_THE TASK_
Only the first line of the listing and the lines after it, up to and including the one containing "for task operations", should be retyped exactly.

○ ○ ○

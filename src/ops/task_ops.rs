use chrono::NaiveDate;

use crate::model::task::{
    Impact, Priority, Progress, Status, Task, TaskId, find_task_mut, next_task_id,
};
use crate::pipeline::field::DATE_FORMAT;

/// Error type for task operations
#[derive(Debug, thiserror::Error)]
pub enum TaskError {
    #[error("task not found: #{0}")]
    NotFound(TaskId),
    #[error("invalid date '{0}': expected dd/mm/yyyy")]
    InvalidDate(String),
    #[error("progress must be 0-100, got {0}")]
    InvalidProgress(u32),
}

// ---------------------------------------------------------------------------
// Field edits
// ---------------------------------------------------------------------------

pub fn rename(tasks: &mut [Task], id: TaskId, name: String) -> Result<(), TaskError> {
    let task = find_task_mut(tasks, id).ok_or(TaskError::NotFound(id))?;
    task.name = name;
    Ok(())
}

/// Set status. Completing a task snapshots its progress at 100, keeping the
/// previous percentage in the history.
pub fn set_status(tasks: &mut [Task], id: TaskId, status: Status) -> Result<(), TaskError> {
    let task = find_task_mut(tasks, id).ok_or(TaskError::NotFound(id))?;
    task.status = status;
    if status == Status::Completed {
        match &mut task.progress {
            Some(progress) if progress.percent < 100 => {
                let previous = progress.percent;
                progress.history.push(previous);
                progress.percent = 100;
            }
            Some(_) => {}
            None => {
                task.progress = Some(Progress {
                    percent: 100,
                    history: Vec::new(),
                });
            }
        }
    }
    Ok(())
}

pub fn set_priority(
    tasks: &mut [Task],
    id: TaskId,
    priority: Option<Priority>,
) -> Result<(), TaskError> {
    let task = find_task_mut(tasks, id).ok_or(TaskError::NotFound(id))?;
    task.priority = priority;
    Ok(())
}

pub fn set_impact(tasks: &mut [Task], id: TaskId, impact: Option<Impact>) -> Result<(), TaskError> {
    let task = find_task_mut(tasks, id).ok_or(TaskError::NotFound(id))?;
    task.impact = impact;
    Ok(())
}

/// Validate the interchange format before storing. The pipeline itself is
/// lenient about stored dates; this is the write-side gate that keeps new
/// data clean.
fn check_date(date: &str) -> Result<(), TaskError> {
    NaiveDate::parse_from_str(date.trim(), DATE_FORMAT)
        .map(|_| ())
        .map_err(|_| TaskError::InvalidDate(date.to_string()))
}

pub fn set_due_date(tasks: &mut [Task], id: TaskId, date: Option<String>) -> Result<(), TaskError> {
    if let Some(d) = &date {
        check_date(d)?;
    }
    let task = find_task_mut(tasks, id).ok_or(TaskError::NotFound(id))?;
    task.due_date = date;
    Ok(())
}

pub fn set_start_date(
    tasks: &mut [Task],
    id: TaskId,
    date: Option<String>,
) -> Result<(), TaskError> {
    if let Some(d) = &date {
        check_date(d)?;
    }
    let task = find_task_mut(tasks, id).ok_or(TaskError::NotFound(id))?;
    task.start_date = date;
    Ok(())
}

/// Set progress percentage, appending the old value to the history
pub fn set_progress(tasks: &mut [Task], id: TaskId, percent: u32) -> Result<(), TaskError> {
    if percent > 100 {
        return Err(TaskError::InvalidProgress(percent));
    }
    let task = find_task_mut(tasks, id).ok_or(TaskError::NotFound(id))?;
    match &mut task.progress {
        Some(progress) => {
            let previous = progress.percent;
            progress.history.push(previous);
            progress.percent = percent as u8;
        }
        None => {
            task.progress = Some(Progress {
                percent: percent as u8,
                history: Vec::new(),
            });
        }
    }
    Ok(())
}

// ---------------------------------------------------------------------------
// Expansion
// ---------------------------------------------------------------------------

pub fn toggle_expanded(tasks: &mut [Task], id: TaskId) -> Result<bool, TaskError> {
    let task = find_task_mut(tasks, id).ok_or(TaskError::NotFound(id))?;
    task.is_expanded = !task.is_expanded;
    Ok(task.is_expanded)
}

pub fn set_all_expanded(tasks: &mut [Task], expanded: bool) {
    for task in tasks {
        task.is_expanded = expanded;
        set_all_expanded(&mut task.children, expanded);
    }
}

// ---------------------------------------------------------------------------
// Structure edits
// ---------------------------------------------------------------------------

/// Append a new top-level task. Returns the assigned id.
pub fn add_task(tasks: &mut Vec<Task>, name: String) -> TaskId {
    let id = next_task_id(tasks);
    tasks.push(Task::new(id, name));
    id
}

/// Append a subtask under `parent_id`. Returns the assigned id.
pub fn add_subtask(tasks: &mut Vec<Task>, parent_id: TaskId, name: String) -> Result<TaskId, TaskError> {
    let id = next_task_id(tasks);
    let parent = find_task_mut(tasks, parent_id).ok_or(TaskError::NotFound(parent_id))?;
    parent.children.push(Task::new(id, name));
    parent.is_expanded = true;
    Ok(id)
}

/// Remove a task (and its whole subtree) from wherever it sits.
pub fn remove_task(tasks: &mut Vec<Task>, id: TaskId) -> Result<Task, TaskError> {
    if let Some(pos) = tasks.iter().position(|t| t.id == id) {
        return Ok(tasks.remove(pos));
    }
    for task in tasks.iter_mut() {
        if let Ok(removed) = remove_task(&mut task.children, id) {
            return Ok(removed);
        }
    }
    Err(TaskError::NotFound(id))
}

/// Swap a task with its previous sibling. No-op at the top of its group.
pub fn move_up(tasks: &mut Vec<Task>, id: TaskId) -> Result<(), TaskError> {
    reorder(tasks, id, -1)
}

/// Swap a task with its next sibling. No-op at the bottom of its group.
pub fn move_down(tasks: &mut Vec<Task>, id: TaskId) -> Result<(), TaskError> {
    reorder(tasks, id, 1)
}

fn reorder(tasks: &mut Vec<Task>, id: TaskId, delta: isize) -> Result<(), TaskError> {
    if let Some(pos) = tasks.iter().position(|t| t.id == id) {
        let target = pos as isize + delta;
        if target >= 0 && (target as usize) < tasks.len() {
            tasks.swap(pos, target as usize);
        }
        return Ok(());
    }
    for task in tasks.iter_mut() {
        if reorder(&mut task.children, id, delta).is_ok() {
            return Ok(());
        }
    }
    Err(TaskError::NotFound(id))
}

○ ○ ○

_ANSWER TO THE EXERCISE_
filename src/ops/task_ops.rs
use chrono::NaiveDate;

use crate::model::task::{
    Impact, Priority, Progress, Status, Task, TaskId, find_task_mut, next_task_id,
};
use crate::pipeline::field::DATE_FORMAT;

/// Error type for task operations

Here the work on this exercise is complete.